Keywords: wavelet transform, artificial neural networks, Rainfall-runoff model and Halil river basin

INTRODUCTION

Hydrologic modeling is very important in many water resources planning design and management activities (Jain and Srinivasulu, 2004). Forecasting of stream flow has been one of the important problems for hydrologists, reservoirs operators and flood protection engineers. In this connection, the relationship between rainfall and runoff has been widely studied in many conceptual rainfall runoff models (Danh et al., 1999). The Rainfall-Runoff process is believed to be highly nonlinear time- varying, spatially distributed and not easily described by simple models. Rainfall-Runoff process consists of the movement of rainfall through different media and its transformation to the runoff in channels either natural or man-made (Phien and Danh, 1997). Two major approaches for modeling the Rainfall-Runoff process have been explored in literature: conceptual (physical) modeling and system theoretic modeling (black box). Conceptual Rainfall-Runoff (CRR) models are designed to approximate within their structures the general internal sub processes and physical mechanisms which govern the hydrologic cycle (Hsu et al., 1995). While such models ignore the spatially distributed, time-varying and stochastic properties of the Rainfall-Runoff process, they attempt to incorporate realistic representation of the major nonlinearities inherent in the Rainfall-Runoff relationships. Also conceptual models are of importance in the understanding of hydrologic processes; there are many practical situations such as stream flow forecasting where the main concern is with making accurate predictions at specific watershed locations. In such a situation, a hydrologist may prefer not to expend the time and effort required to develop and implement a conceptual model and instead implements a simpler system theoretic model. In the system theoretic approach, difference equation or differential equation models are used to identify a direct mapping between the input and output without detailed consideration of the internal structure of physical processes (Shamseldin, 1997).

Since the early nineties, Artificial Neural Networks (ANNs) have been successfully used in hydrology related areas such as Rainfall-Runoff modeling, stream flow forecasting, groundwater modeling, water quality, water management policy, precipitation forecasting, hydrologic time series and reservoir operations (Govindaraju, 2000). ANNs have been employed as alternative tools in developing nonlinear system theoretic models of the hydrological processes. An ANN is a nonlinear mathematical structure which is capable of representation arbitrarily complex nonlinear processes that relate the input and outputs of any system. Hydrologists have been exploring ANNs for more then 10 years (Ozgur, 2004). In general the advantages of ANNs over other statistical and conceptual models are:

The application of ANNs does not require a prior knowledge of the process because ANNs have black-box properties.
ANNs have the inherent property of nonlinearity since neurons activate a nonlinear filter called an activation function.
ANNs can have multiple input having different characteristics, which can make ANNs able to represent the time-space variability.
ANNs have the adaptability to represent change of problem environments (Kim and Valdes, 2003).

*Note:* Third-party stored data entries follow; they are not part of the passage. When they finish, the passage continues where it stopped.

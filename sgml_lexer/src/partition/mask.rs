//! Arbitrary-width subset membership flags

/// Bitset recording which interest subsets an equivalence class belongs to
#[derive(Debug, Clone, Default, PartialEq, Eq, Hash)]
pub struct SubsetMask {
    words: Vec<u64>,
}

impl SubsetMask {
    pub fn new() -> Self {
        Self::default()
    }

    pub fn insert(&mut self, index: usize) {
        let word = index / 64;
        if word >= self.words.len() {
            self.words.resize(word + 1, 0);
        }
        self.words[word] |= 1u64 << (index % 64);
    }

    pub fn contains(&self, index: usize) -> bool {
        self.words
            .get(index / 64)
            .is_some_and(|w| w & (1u64 << (index % 64)) != 0)
    }

    /// Copy of `self` with `index` added
    pub fn with(&self, index: usize) -> Self {
        let mut mask = self.clone();
        mask.insert(index);
        mask
    }

    pub fn is_empty(&self) -> bool {
        self.words.iter().all(|&w| w == 0)
    }

    /// Set indices in increasing order
    pub fn iter(&self) -> impl Iterator<Item = usize> + '_ {
        self.words.iter().enumerate().flat_map(|(i, &word)| {
            (0..64)
                .filter(move |bit| word & (1u64 << bit) != 0)
                .map(move |bit| i * 64 + bit)
        })
    }
}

However training process of ANNs requires significant amounts of data so that the patterns embedded in the system are discovered. In statistical time series forecasting, decomposition approaches seek to decompose a time series into its major sub components. Lately, Back Propagation Artificial Neural Networks (BPANNs), a particular type of neural network, have been developed and successfully used in many fields (Gorr et al., 1994; Lachtermacher and Fuller, 1995; Maier and Dandy, 1996).

Recently wavelet transform have become a common tool for analyzing local variation in time series (Kim and Valdes, 2003). These now classic approaches to ANN R-R modeling combine information at various frequency scales, where the hydrological process consist of a superposition of many sources and results in the limitation that the underlying system switches between these different hydrologic sources, producing different dynamics (Anctil and Tape, 2004).

The objective of this study is to explore a conjunction model performance of a neural-wavelet hybrid system in order to Rainfall-Runoff forecasting. In this research, we present two types of models for daily Rainfall-Runoff process. The first type of models employ ANNs technique using total rainfall and discharge data. The second type of model use a conjugate method with using wavelet and ANNs that called neural wavelet networks (NWNs) or wavelet.

ARTIFICIAL NEURAL NETWORKS

The application of ANNs has been the topic of large number of paper. Use of neural network techniques to solve hydrologic engineering problem began in the late 1992. As shown in Fig. 1, three-layered feed forward neural networks which have been usually used in forecasting hydrologic time series, provide a general framework for representing nonlinear functional mapping between a set of input and out variables (Kim and Valdes, 2003).

The output is determined by the architecture of the networks. The number of hidden layer which serve as links between the input and output layers determined with trial and error rule. Each input or signal xi = (i = 1,....,n) is attenuated or amplified by a factor wji the explicit expression for an output value of ANN is given by following Equation.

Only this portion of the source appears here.